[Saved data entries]

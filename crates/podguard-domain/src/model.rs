//! Read-only workload model inspected by the checks.
//!
//! Field names follow the Kubernetes pod manifest (camelCase) so pod JSON
//! deserializes directly. Only the fields some check reads are modelled.

use serde::ser::SerializeMap;
use serde::{Deserialize, Serialize, Serializer};
use serde_json::{Map, Value};
use std::collections::BTreeMap;

#[derive(Clone, Debug, Default, PartialEq, Serialize, Deserialize)]
#[serde(rename_all = "camelCase")]
pub struct Pod {
    #[serde(default)]
    pub metadata: PodMetadata,
    #[serde(default)]
    pub spec: PodSpec,
}

#[derive(Clone, Debug, Default, PartialEq, Serialize, Deserialize)]
#[serde(rename_all = "camelCase")]
pub struct PodMetadata {
    #[serde(default, skip_serializing_if = "String::is_empty")]
    pub name: String,
    #[serde(default, skip_serializing_if = "String::is_empty")]
    pub namespace: String,
    #[serde(default, skip_serializing_if = "BTreeMap::is_empty")]
    pub labels: BTreeMap<String, String>,
    #[serde(default, skip_serializing_if = "BTreeMap::is_empty")]
    pub annotations: BTreeMap<String, String>,
}

#[derive(Clone, Debug, Default, PartialEq, Serialize, Deserialize)]
#[serde(rename_all = "camelCase")]
pub struct PodSpec {
    #[serde(default, skip_serializing_if = "Option::is_none")]
    pub security_context: Option<PodSecurityContext>,
    #[serde(default, skip_serializing_if = "Vec::is_empty")]
    pub init_containers: Vec<Container>,
    #[serde(default, skip_serializing_if = "Vec::is_empty")]
    pub containers: Vec<Container>,
    #[serde(default, skip_serializing_if = "Vec::is_empty")]
    pub ephemeral_containers: Vec<Container>,
    #[serde(default, skip_serializing_if = "Vec::is_empty")]
    pub volumes: Vec<Volume>,
    #[serde(default)]
    pub host_network: bool,
    #[serde(default, rename = "hostPID")]
    pub host_pid: bool,
    #[serde(default, rename = "hostIPC")]
    pub host_ipc: bool,
    /// `Some(false)` opts the pod into its own user namespace.
    #[serde(default, skip_serializing_if = "Option::is_none")]
    pub host_users: Option<bool>,
    #[serde(default, skip_serializing_if = "Option::is_none")]
    pub os: Option<PodOs>,
}

impl PodSpec {
    /// True when the pod declares it does not share the host user namespace.
    pub fn uses_isolated_user_namespace(&self) -> bool {
        self.host_users == Some(false)
    }

    pub fn is_windows(&self) -> bool {
        self.os.as_ref().is_some_and(|os| os.name == "windows")
    }
}

#[derive(Clone, Debug, Default, PartialEq, Serialize, Deserialize)]
#[serde(rename_all = "camelCase")]
pub struct PodOs {
    pub name: String,
}

#[derive(Clone, Debug, Default, PartialEq, Serialize, Deserialize)]
#[serde(rename_all = "camelCase")]
pub struct PodSecurityContext {
    #[serde(default, skip_serializing_if = "Option::is_none")]
    pub run_as_non_root: Option<bool>,
    #[serde(default, skip_serializing_if = "Option::is_none")]
    pub run_as_user: Option<i64>,
    #[serde(default, skip_serializing_if = "Option::is_none")]
    pub seccomp_profile: Option<SeccompProfile>,
}

#[derive(Clone, Debug, Default, PartialEq, Serialize, Deserialize)]
#[serde(rename_all = "camelCase")]
pub struct Container {
    pub name: String,
    #[serde(default, skip_serializing_if = "Option::is_none")]
    pub security_context: Option<SecurityContext>,
    #[serde(default, skip_serializing_if = "Vec::is_empty")]
    pub ports: Vec<ContainerPort>,
}

#[derive(Clone, Debug, Default, PartialEq, Serialize, Deserialize)]
#[serde(rename_all = "camelCase")]
pub struct SecurityContext {
    #[serde(default, skip_serializing_if = "Option::is_none")]
    pub privileged: Option<bool>,
    #[serde(default, skip_serializing_if = "Option::is_none")]
    pub run_as_non_root: Option<bool>,
    #[serde(default, skip_serializing_if = "Option::is_none")]
    pub run_as_user: Option<i64>,
    #[serde(default, skip_serializing_if = "Option::is_none")]
    pub allow_privilege_escalation: Option<bool>,
    #[serde(default, skip_serializing_if = "Option::is_none")]
    pub capabilities: Option<Capabilities>,
    #[serde(default, skip_serializing_if = "Option::is_none")]
    pub seccomp_profile: Option<SeccompProfile>,
}

#[derive(Clone, Debug, Default, PartialEq, Serialize, Deserialize)]
#[serde(rename_all = "camelCase")]
pub struct Capabilities {
    #[serde(default, skip_serializing_if = "Vec::is_empty")]
    pub add: Vec<String>,
    #[serde(default, skip_serializing_if = "Vec::is_empty")]
    pub drop: Vec<String>,
}

#[derive(Clone, Debug, Default, PartialEq, Serialize, Deserialize)]
#[serde(rename_all = "camelCase")]
pub struct ContainerPort {
    pub container_port: i32,
    /// `None` and `Some(0)` both mean no host port.
    #[serde(default, skip_serializing_if = "Option::is_none")]
    pub host_port: Option<i32>,
}

#[derive(Clone, Debug, PartialEq, Serialize, Deserialize)]
pub struct SeccompProfile {
    #[serde(rename = "type")]
    pub profile_type: String,
}

impl SeccompProfile {
    pub fn new(profile_type: &str) -> Self {
        Self {
            profile_type: profile_type.to_string(),
        }
    }
}

/// A named pod volume.
///
/// A volume without a source key is an `emptyDir`; a source key not listed in
/// [`VolumeSource`] is kept as [`VolumeSource::Other`] instead of failing the
/// whole pod.
#[derive(Clone, Debug, PartialEq, Deserialize)]
#[serde(try_from = "RawVolume")]
pub struct Volume {
    pub name: String,
    pub source: VolumeSource,
}

#[derive(Deserialize)]
struct RawVolume {
    name: String,
    #[serde(flatten)]
    sources: Map<String, Value>,
}

impl TryFrom<RawVolume> for Volume {
    type Error = serde_json::Error;

    fn try_from(raw: RawVolume) -> Result<Self, Self::Error> {
        let source = match raw.sources.into_iter().next() {
            None => VolumeSource::EmptyDir(Value::Object(Map::new())),
            Some((key, value)) => VolumeSource::from_entry(key, value)?,
        };
        Ok(Volume {
            name: raw.name,
            source,
        })
    }
}

#[derive(Serialize)]
struct KnownVolume<'a> {
    name: &'a str,
    #[serde(flatten)]
    source: &'a VolumeSource,
}

impl Serialize for Volume {
    fn serialize<S: Serializer>(&self, serializer: S) -> Result<S::Ok, S::Error> {
        match &self.source {
            VolumeSource::Other { key, value } => {
                let mut map = serializer.serialize_map(Some(2))?;
                map.serialize_entry("name", &self.name)?;
                map.serialize_entry(key, value)?;
                map.end()
            }
            source => KnownVolume {
                name: &self.name,
                source,
            }
            .serialize(serializer),
        }
    }
}

#[derive(Clone, Debug, PartialEq, Serialize, Deserialize)]
pub struct HostPathVolumeSource {
    pub path: String,
}

/// The single source a volume is backed by, keyed like the manifest field.
///
/// Payloads other than `hostPath` are opaque to every check.
#[derive(Clone, Debug, PartialEq, Serialize, Deserialize)]
#[serde(rename_all = "camelCase")]
pub enum VolumeSource {
    HostPath(HostPathVolumeSource),
    EmptyDir(Value),
    ConfigMap(Value),
    Secret(Value),
    PersistentVolumeClaim(Value),
    Projected(Value),
    #[serde(rename = "downwardAPI")]
    DownwardApi(Value),
    Csi(Value),
    Ephemeral(Value),
    GcePersistentDisk(Value),
    AwsElasticBlockStore(Value),
    GitRepo(Value),
    Nfs(Value),
    Iscsi(Value),
    Glusterfs(Value),
    Rbd(Value),
    FlexVolume(Value),
    Cinder(Value),
    Cephfs(Value),
    Flocker(Value),
    Fc(Value),
    AzureFile(Value),
    AzureDisk(Value),
    VsphereVolume(Value),
    Quobyte(Value),
    PhotonPersistentDisk(Value),
    PortworxVolume(Value),
    #[serde(rename = "scaleIO")]
    ScaleIo(Value),
    Storageos(Value),
    /// Any source key not listed above, e.g. `image`.
    #[serde(skip)]
    Other { key: String, value: Value },
}

const KNOWN_SOURCE_KEYS: &[&str] = &[
    "hostPath",
    "emptyDir",
    "configMap",
    "secret",
    "persistentVolumeClaim",
    "projected",
    "downwardAPI",
    "csi",
    "ephemeral",
    "gcePersistentDisk",
    "awsElasticBlockStore",
    "gitRepo",
    "nfs",
    "iscsi",
    "glusterfs",
    "rbd",
    "flexVolume",
    "cinder",
    "cephfs",
    "flocker",
    "fc",
    "azureFile",
    "azureDisk",
    "vsphereVolume",
    "quobyte",
    "photonPersistentDisk",
    "portworxVolume",
    "scaleIO",
    "storageos",
];

impl VolumeSource {
    /// Build from one manifest entry. Known keys must carry a well-formed
    /// payload; unknown keys are kept verbatim.
    pub fn from_entry(key: String, value: Value) -> Result<Self, serde_json::Error> {
        if !KNOWN_SOURCE_KEYS.contains(&key.as_str()) {
            return Ok(VolumeSource::Other { key, value });
        }
        let mut entry = Map::new();
        entry.insert(key, value);
        serde_json::from_value(Value::Object(entry))
    }

    /// Manifest key of this source, e.g. `hostPath`.
    pub fn type_name(&self) -> &str {
        match self {
            VolumeSource::HostPath(_) => "hostPath",
            VolumeSource::EmptyDir(_) => "emptyDir",
            VolumeSource::ConfigMap(_) => "configMap",
            VolumeSource::Secret(_) => "secret",
            VolumeSource::PersistentVolumeClaim(_) => "persistentVolumeClaim",
            VolumeSource::Projected(_) => "projected",
            VolumeSource::DownwardApi(_) => "downwardAPI",
            VolumeSource::Csi(_) => "csi",
            VolumeSource::Ephemeral(_) => "ephemeral",
            VolumeSource::GcePersistentDisk(_) => "gcePersistentDisk",
            VolumeSource::AwsElasticBlockStore(_) => "awsElasticBlockStore",
            VolumeSource::GitRepo(_) => "gitRepo",
            VolumeSource::Nfs(_) => "nfs",
            VolumeSource::Iscsi(_) => "iscsi",
            VolumeSource::Glusterfs(_) => "glusterfs",
            VolumeSource::Rbd(_) => "rbd",
            VolumeSource::FlexVolume(_) => "flexVolume",
            VolumeSource::Cinder(_) => "cinder",
            VolumeSource::Cephfs(_) => "cephfs",
            VolumeSource::Flocker(_) => "flocker",
            VolumeSource::Fc(_) => "fc",
            VolumeSource::AzureFile(_) => "azureFile",
            VolumeSource::AzureDisk(_) => "azureDisk",
            VolumeSource::VsphereVolume(_) => "vsphereVolume",
            VolumeSource::Quobyte(_) => "quobyte",
            VolumeSource::PhotonPersistentDisk(_) => "photonPersistentDisk",
            VolumeSource::PortworxVolume(_) => "portworxVolume",
            VolumeSource::ScaleIo(_) => "scaleIO",
            VolumeSource::Storageos(_) => "storageos",
            VolumeSource::Other { key, .. } => key,
        }
    }
}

Task item »
Quote in full each line from the top of the records above through the line with "pub struct PodSpec"; stop after that line.

Problem solution »
filename crates/podguard-domain/src/model.rs
//! Read-only workload model inspected by the checks.
//!
//! Field names follow the Kubernetes pod manifest (camelCase) so pod JSON
//! deserializes directly. Only the fields some check reads are modelled.

use serde::ser::SerializeMap;
use serde::{Deserialize, Serialize, Serializer};
use serde_json::{Map, Value};
use std::collections::BTreeMap;

#[derive(Clone, Debug, Default, PartialEq, Serialize, Deserialize)]
#[serde(rename_all = "camelCase")]
pub struct Pod {
    #[serde(default)]
    pub metadata: PodMetadata,
    #[serde(default)]
    pub spec: PodSpec,
}

#[derive(Clone, Debug, Default, PartialEq, Serialize, Deserialize)]
#[serde(rename_all = "camelCase")]
pub struct PodMetadata {
    #[serde(default, skip_serializing_if = "String::is_empty")]
    pub name: String,
    #[serde(default, skip_serializing_if = "String::is_empty")]
    pub namespace: String,
    #[serde(default, skip_serializing_if = "BTreeMap::is_empty")]
    pub labels: BTreeMap<String, String>,
    #[serde(default, skip_serializing_if = "BTreeMap::is_empty")]
    pub annotations: BTreeMap<String, String>,
}

#[derive(Clone, Debug, Default, PartialEq, Serialize, Deserialize)]
#[serde(rename_all = "camelCase")]
pub struct PodSpec {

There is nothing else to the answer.